Organizational success starts with knowing your organization better
Unfortunately for many organizations, the L&D process is a reactive one. They provide learning only when it’s necessary and without considering what their organization and employees really need. Without a strong Learning and Development culture, though, knowledge can quickly become outdated, talented employees might move on, and innovative thinking dries up, ultimately putting the long-term survival of organizations at risk.
So, what prohibits organizations from being proactive about their L&D? Consistently over the last three years, the most significant concern shared by 45% of L&D leaders is managers’ reluctance to make time for learning. But not all learning needs to be, nor should it be, a time-consuming process. In fact, by understanding what works for your organization means that a lot of time (and money) can actually be saved.
What does a proactive learning culture look like?

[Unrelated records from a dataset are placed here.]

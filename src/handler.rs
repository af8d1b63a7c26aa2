use anyhow::Result;
use crossterm::event::{KeyCode, KeyEvent, KeyModifiers};

use crate::api::{Responder, StoryReply, CANNED_REPLY};
use crate::app::{App, InputMode};
use crate::tui::AppEvent;

pub async fn handle_event(app: &mut App, event: AppEvent) -> Result<()> {
    match event {
        AppEvent::Key(key) => handle_key(app, key),
        AppEvent::Resize => app.scroll_to_bottom(),
        AppEvent::Tick => {
            app.tick_animation();
            app.poll_response().await;
        }
    }
    Ok(())
}

fn handle_key(app: &mut App, key: KeyEvent) {
    if key.code == KeyCode::Char('c') && key.modifiers.contains(KeyModifiers::CONTROL) {
        app.should_quit = true;
        return;
    }

    match app.input_mode {
        InputMode::Normal => handle_normal_mode(app, key),
        InputMode::Editing => handle_editing_mode(app, key),
    }
}

fn handle_normal_mode(app: &mut App, key: KeyEvent) {
    match key.code {
        KeyCode::Char('q') | KeyCode::Esc => app.should_quit = true,

        // Return to the input box
        KeyCode::Char('i') | KeyCode::Char('/') | KeyCode::Tab => {
            app.input_mode = InputMode::Editing;
        }

        // Chat scrolling
        KeyCode::Char('j') | KeyCode::Down => app.scroll_down(),
        KeyCode::Char('k') | KeyCode::Up => app.scroll_up(),
        KeyCode::Char('g') => app.scroll_to_top(),
        KeyCode::Char('G') => app.scroll_to_bottom(),

        _ => {}
    }
}

fn handle_editing_mode(app: &mut App, key: KeyEvent) {
    match key.code {
        KeyCode::Esc => {
            app.input_mode = InputMode::Normal;
        }
        KeyCode::Enter => submit_prompt(app),
        KeyCode::Backspace => app.backspace(),
        KeyCode::Delete => app.delete_char(),
        KeyCode::Left => app.cursor_left(),
        KeyCode::Right => app.cursor_right(),
        KeyCode::Home => app.cursor_home(),
        KeyCode::End => app.cursor_end(),
        KeyCode::Up => app.scroll_up(),
        KeyCode::Down => app.scroll_down(),
        KeyCode::Char(c) => app.insert_char(c),
        _ => {}
    }
}

/// Dispatches an accepted submission to the configured responder. The
/// backend variant runs as a background task so the UI keeps drawing; the
/// canned variant settles on the spot.
fn submit_prompt(app: &mut App) {
    let Some(prompt) = app.submit() else {
        return;
    };

    match &app.responder {
        Responder::Backend(client) => {
            tracing::info!(prompt_len = prompt.len(), "submitting story prompt");
            let client = client.clone();
            app.task = Some(tokio::spawn(
                async move { client.tell_story(&prompt).await },
            ));
        }
        Responder::Canned => {
            app.settle(Ok(StoryReply::Story(CANNED_REPLY.to_string())));
        }
    }
}

#[cfg(test)]
mod tests {
    use super::*;
    use crate::app::Sender;

    fn key(code: KeyCode) -> AppEvent {
        AppEvent::Key(KeyEvent::from(code))
    }

    async fn type_text(app: &mut App, text: &str) {
        for c in text.chars() {
            handle_event(app, key(KeyCode::Char(c))).await.unwrap();
        }
    }

    #[tokio::test]
    async fn canned_responder_answers_immediately() {
        let mut app = App::new(Responder::Canned);
        type_text(&mut app, "a dragon story").await;
        handle_event(&mut app, key(KeyCode::Enter)).await.unwrap();

        assert_eq!(app.messages.len(), 3); // greeting, user, canned reply
        assert_eq!(app.messages[1].sender, Sender::User);
        assert_eq!(app.messages[1].text, "a dragon story");
        assert_eq!(app.messages[2].text, CANNED_REPLY);
        assert!(!app.in_flight);
        assert!(app.task.is_none());
    }

    #[tokio::test]
    async fn enter_on_whitespace_does_nothing() {
        let mut app = App::new(Responder::Canned);
        type_text(&mut app, "   ").await;
        handle_event(&mut app, key(KeyCode::Enter)).await.unwrap();

        assert_eq!(app.messages.len(), 1);
        assert!(app.task.is_none());
    }

    #[tokio::test]
    async fn enter_is_ignored_while_request_outstanding() {
        let mut app = App::new(Responder::Canned);
        app.in_flight = true;
        type_text(&mut app, "another idea").await;
        handle_event(&mut app, key(KeyCode::Enter)).await.unwrap();

        assert_eq!(app.messages.len(), 1); // still just the greeting
        assert_eq!(app.input, "another idea");
        assert!(app.task.is_none());
    }

    #[tokio::test]
    async fn esc_leaves_editing_and_q_quits() {
        let mut app = App::new(Responder::Canned);
        handle_event(&mut app, key(KeyCode::Esc)).await.unwrap();
        assert_eq!(app.input_mode, InputMode::Normal);
        handle_event(&mut app, key(KeyCode::Char('q'))).await.unwrap();
        assert!(app.should_quit);
    }

    #[tokio::test]
    async fn ctrl_c_quits_from_editing_mode() {
        let mut app = App::new(Responder::Canned);
        let event = AppEvent::Key(KeyEvent::new(KeyCode::Char('c'), KeyModifiers::CONTROL));
        handle_event(&mut app, event).await.unwrap();
        assert!(app.should_quit);
    }
}
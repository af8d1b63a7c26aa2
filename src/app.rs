use anyhow::{anyhow, Result};
use tokio::task::JoinHandle;

use crate::api::{Responder, StoryReply, APOLOGY_TEXT, GENERIC_ERROR_TEXT};

/// Greeting seeded into every fresh session.
pub const GREETING: &str =
    "Hello! I'm your storytelling assistant. What kind of story would you like to hear today?";

#[derive(Debug, Clone, Copy, PartialEq, Eq)]
pub enum Sender {
    User,
    Bot,
}

/// One chat bubble. Append-only; never mutated after creation.
#[derive(Debug, Clone)]
pub struct Message {
    pub sender: Sender,
    pub text: String,
}

#[derive(Debug, Clone, Copy, PartialEq, Eq)]
pub enum InputMode {
    Normal,
    Editing,
}

pub struct App {
    pub should_quit: bool,
    pub input_mode: InputMode,

    // Chat state
    pub messages: Vec<Message>,
    pub input: String,
    pub cursor: usize, // char position in input

    // Request state
    pub in_flight: bool,
    pub last_error: Option<String>,
    pub task: Option<JoinHandle<Result<StoryReply>>>,

    // Chat scroll state; dimensions are updated during render
    pub chat_scroll: u16,
    pub chat_height: u16,
    pub chat_width: u16,

    // 0-2 for the ellipsis animation
    pub animation_frame: u8,

    pub responder: Responder,
}

impl App {
    pub fn new(responder: Responder) -> Self {
        Self {
            should_quit: false,
            input_mode: InputMode::Editing,
            messages: vec![Message {
                sender: Sender::Bot,
                text: GREETING.to_string(),
            }],
            input: String::new(),
            cursor: 0,
            in_flight: false,
            last_error: None,
            task: None,
            chat_scroll: 0,
            chat_height: 0,
            chat_width: 0,
            animation_frame: 0,
            responder,
        }
    }

    /// The submission operation. Appends the user message verbatim, marks the
    /// request in flight, clears the prior error and the input, and hands the
    /// prompt back for dispatch. Refuses silently when the trimmed input is
    /// empty or a request is already outstanding.
    pub fn submit(&mut self) -> Option<String> {
        if self.input.trim().is_empty() || self.in_flight {
            return None;
        }

        let prompt = std::mem::take(&mut self.input);
        self.cursor = 0;
        self.messages.push(Message {
            sender: Sender::User,
            text: prompt.clone(),
        });
        self.last_error = None;
        self.in_flight = true;
        self.scroll_to_bottom();
        Some(prompt)
    }

    /// Settles a completed attempt: exactly one bot message is appended and
    /// the in-flight flag is cleared, whichever path was taken.
    pub fn settle(&mut self, outcome: Result<StoryReply>) {
        let text = match outcome {
            Ok(reply) => reply.text().to_string(),
            Err(err) => {
                self.last_error = Some(err.to_string());
                APOLOGY_TEXT.to_string()
            }
        };
        self.messages.push(Message {
            sender: Sender::Bot,
            text,
        });
        self.in_flight = false;
        self.animation_frame = 0;
        self.scroll_to_bottom();
    }

    /// Reaps the background request once it has finished. A panicked task is
    /// settled like any other transport failure.
    pub async fn poll_response(&mut self) {
        let finished = self.task.as_ref().is_some_and(|t| t.is_finished());
        if !finished {
            return;
        }
        let task = self.task.take().expect("checked above");
        match task.await {
            Ok(outcome) => self.settle(outcome),
            Err(_) => self.settle(Err(anyhow!(GENERIC_ERROR_TEXT))),
        }
    }

    pub fn tick_animation(&mut self) {
        if self.in_flight {
            self.animation_frame = (self.animation_frame + 1) % 3;
        }
    }

    // Input editing, cursor tracked as a char index

    fn byte_pos(&self) -> usize {
        self.input
            .char_indices()
            .nth(self.cursor)
            .map(|(i, _)| i)
            .unwrap_or(self.input.len())
    }

    pub fn insert_char(&mut self, c: char) {
        let pos = self.byte_pos();
        self.input.insert(pos, c);
        self.cursor += 1;
    }

    pub fn backspace(&mut self) {
        if self.cursor > 0 {
            self.cursor -= 1;
            let pos = self.byte_pos();
            self.input.remove(pos);
        }
    }

    pub fn delete_char(&mut self) {
        if self.cursor < self.input.chars().count() {
            let pos = self.byte_pos();
            self.input.remove(pos);
        }
    }

    pub fn cursor_left(&mut self) {
        self.cursor = self.cursor.saturating_sub(1);
    }

    pub fn cursor_right(&mut self) {
        self.cursor = (self.cursor + 1).min(self.input.chars().count());
    }

    pub fn cursor_home(&mut self) {
        self.cursor = 0;
    }

    pub fn cursor_end(&mut self) {
        self.cursor = self.input.chars().count();
    }

    // Chat scrolling

    /// Total rendered chat lines at the current wrap width: a label line per
    /// message, its wrapped content, a trailing blank, and the loading
    /// indicator while a request is outstanding.
    pub fn total_chat_lines(&self) -> u16 {
        let wrap_width = if self.chat_width > 0 {
            self.chat_width as usize
        } else {
            50
        };

        let mut total: u16 = 0;
        for msg in &self.messages {
            total += 1; // label line
            for line in msg.text.lines() {
                total += wrapped_line_count(line, wrap_width);
            }
            total += 1; // blank line after message
        }

        if self.in_flight {
            total += 2; // label + "Thinking..."
        }

        total
    }

    pub fn scroll_up(&mut self) {
        self.chat_scroll = self.chat_scroll.saturating_sub(1);
    }

    pub fn scroll_down(&mut self) {
        let max = self.total_chat_lines().saturating_sub(self.chat_height);
        if self.chat_scroll < max {
            self.chat_scroll += 1;
        }
    }

    pub fn scroll_to_top(&mut self) {
        self.chat_scroll = 0;
    }

    pub fn scroll_to_bottom(&mut self) {
        let visible = if self.chat_height > 0 {
            self.chat_height
        } else {
            20
        };
        self.chat_scroll = self.total_chat_lines().saturating_sub(visible);
    }
}

/// Lines one chat line occupies after wrapping at `width` columns.
/// Follows the renderer's greedy word wrap: a word that no longer fits
/// moves whole to the next line, and words wider than a full line split.
fn wrapped_line_count(line: &str, width: usize) -> u16 {
    if width == 0 {
        return 1;
    }
    let mut lines: u16 = 1;
    let mut used = 0usize;
    for word in line.split(' ') {
        let mut len = word.chars().count();
        if used > 0 {
            if used + 1 + len <= width {
                used += 1 + len;
                continue;
            }
            lines += 1;
        }
        while len > width {
            lines += 1;
            len -= width;
        }
        used = len;
    }
    lines
}
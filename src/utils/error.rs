use thiserror::Error;

#[derive(Error, Debug)]
pub enum SweepError {
    #[error("IO error: {0}")]
    IoError(#[from] std::io::Error),

    #[error("Regex compilation failed: {0}")]
    RegexError(#[from] regex::Error),

    #[error("Worker task failed: {0}")]
    JoinError(#[from] tokio::task::JoinError),

    #[error("Serialization error: {0}")]
    SerializationError(#[from] serde_json::Error),

    #[error("File is not valid UTF-8: {path}")]
    EncodingError { path: String },

    #[error("No og:title tag found in {path}")]
    TitleNotFound { path: String },

    #[error("Invalid value for {field}: '{value}' ({reason})")]
    InvalidConfigValueError {
        field: String,
        value: String,
        reason: String,
    },

    #[error("Missing required configuration field: {field}")]
    MissingConfigError { field: String },

    #[error("Processing error: {message}")]
    ProcessingError { message: String },
}

pub type Result<T> = std::result::Result<T, SweepError>;

#[derive(Debug, Clone, Copy, PartialEq, Eq)]
pub enum ErrorSeverity {
    Low,
    Medium,
    High,
    Critical,
}

#[derive(Debug, Clone, Copy, PartialEq, Eq)]
pub enum ErrorCategory {
    Filesystem,
    Content,
    Configuration,
    Internal,
}

impl SweepError {
    pub fn category(&self) -> ErrorCategory {
        match self {
            SweepError::IoError(_) => ErrorCategory::Filesystem,
            SweepError::EncodingError { .. } | SweepError::TitleNotFound { .. } => {
                ErrorCategory::Content
            }
            SweepError::InvalidConfigValueError { .. } | SweepError::MissingConfigError { .. } => {
                ErrorCategory::Configuration
            }
            SweepError::RegexError(_)
            | SweepError::JoinError(_)
            | SweepError::SerializationError(_)
            | SweepError::ProcessingError { .. } => ErrorCategory::Internal,
        }
    }

    pub fn severity(&self) -> ErrorSeverity {
        match self {
            // 單檔案層級的錯誤，不會中斷整體流程
            SweepError::EncodingError { .. } | SweepError::TitleNotFound { .. } => {
                ErrorSeverity::Low
            }
            SweepError::IoError(_) => ErrorSeverity::Medium,
            SweepError::InvalidConfigValueError { .. }
            | SweepError::MissingConfigError { .. }
            | SweepError::ProcessingError { .. } => ErrorSeverity::High,
            SweepError::RegexError(_)
            | SweepError::JoinError(_)
            | SweepError::SerializationError(_) => ErrorSeverity::Critical,
        }
    }

    pub fn recovery_suggestion(&self) -> String {
        match self {
            SweepError::IoError(_) => {
                "Check that the file exists and the process has read/write permission".to_string()
            }
            SweepError::EncodingError { .. } => {
                "Re-encode the file as UTF-8 before running the sweep".to_string()
            }
            SweepError::TitleNotFound { .. } => {
                "Add an og:title meta tag if the page should appear in progress output".to_string()
            }
            SweepError::InvalidConfigValueError { .. } | SweepError::MissingConfigError { .. } => {
                "Run with --help and fix the listed configuration value".to_string()
            }
            SweepError::RegexError(_) => {
                "Report this: a built-in pattern failed to compile".to_string()
            }
            SweepError::JoinError(_) => {
                "Re-run; a worker task panicked or was cancelled".to_string()
            }
            SweepError::SerializationError(_) | SweepError::ProcessingError { .. } => {
                "Re-run with --verbose and inspect the log".to_string()
            }
        }
    }

    pub fn user_friendly_message(&self) -> String {
        match self {
            SweepError::IoError(e) => format!("檔案存取失敗: {}", e),
            SweepError::EncodingError { path } => format!("檔案不是有效的 UTF-8: {}", path),
            SweepError::TitleNotFound { path } => format!("找不到 og:title 標籤: {}", path),
            SweepError::InvalidConfigValueError { field, reason, .. } => {
                format!("配置欄位 {} 無效: {}", field, reason)
            }
            SweepError::MissingConfigError { field } => format!("缺少配置欄位: {}", field),
            other => format!("{}", other),
        }
    }
}
pub mod engine;
pub mod pipeline;
pub mod stripper;

pub use crate::domain::model::{CleanResult, FileOutcome, SweepSummary};
pub use crate::domain::ports::{ConfigProvider, Pipeline, Storage};
pub use crate::utils::error::Result;
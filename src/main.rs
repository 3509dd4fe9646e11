use clap::Parser;
use sidebar_sweep::utils::{error::ErrorSeverity, logger, validation::Validate};
use sidebar_sweep::{CliConfig, LocalStorage, SweepEngine, SweepPipeline};

#[tokio::main]
async fn main() -> Result<(), Box<dyn std::error::Error>> {
    let config = CliConfig::parse();

    // 初始化日誌
    logger::init_cli_logger(config.verbose);

    tracing::info!("Starting sidebar-sweep CLI");
    if config.verbose {
        tracing::debug!("CLI config: {:?}", config);
    }

    // 驗證配置
    if let Err(e) = config.validate() {
        tracing::error!("❌ Configuration validation failed: {}", e);
        tracing::error!("💡 Suggestion: {}", e.recovery_suggestion());
        eprintln!("❌ {}", e.user_friendly_message());
        std::process::exit(1);
    }

    let monitor_enabled = config.monitor;
    if monitor_enabled {
        tracing::info!("🔍 System monitoring enabled");
    }

    // 建立存儲與管道
    let storage = LocalStorage::new();
    let pipeline = SweepPipeline::new(storage, config)?;

    let engine = SweepEngine::new_with_monitoring(pipeline, monitor_enabled);

    match engine.run().await {
        Ok(summary) => {
            tracing::info!("✅ Sidebar sweep completed successfully!");
            tracing::info!(
                "🧹 Reclaimed {:.2} MB across {} files ({} failed)",
                summary.megabytes_removed(),
                summary.files_cleaned,
                summary.files_failed
            );
        }
        Err(e) => {
            // 記錄詳細錯誤信息
            tracing::error!(
                "❌ Sweep failed: {} (Category: {:?}, Severity: {:?})",
                e,
                e.category(),
                e.severity()
            );
            tracing::error!("💡 Recovery suggestion: {}", e.recovery_suggestion());

            // 輸出用戶友好的錯誤信息
            eprintln!("❌ {}", e.user_friendly_message());
            eprintln!("💡 建議: {}", e.recovery_suggestion());

            // 根據錯誤嚴重程度決定退出碼
            let exit_code = match e.severity() {
                ErrorSeverity::Low => 0,
                ErrorSeverity::Medium => 2,
                ErrorSeverity::High => 1,
                ErrorSeverity::Critical => 3,
            };

            if exit_code > 0 {
                std::process::exit(exit_code);
            }
        }
    }

    Ok(())
}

Consider the impact that COVID-19 has had on how organizations operate. Overnight, entire workforces were forced to work from home and online communication platforms, such as Microsoft Teams and Zoom, became an essential component to keeping businesses moving – whether you were already using them or not. Whilst even the most proactive L&D teams couldn’t have forecasted the pandemic, an established and stronger learning culture will have certainly contributed to how effectively they navigated it. In Figure 1 we show some of the behaviors that organizations with a higher-impact learning culture are engaging with. In a very effective way, these organizations are keeping up with key trends so that they can bridge the gap between where they are now and where it is they want to be.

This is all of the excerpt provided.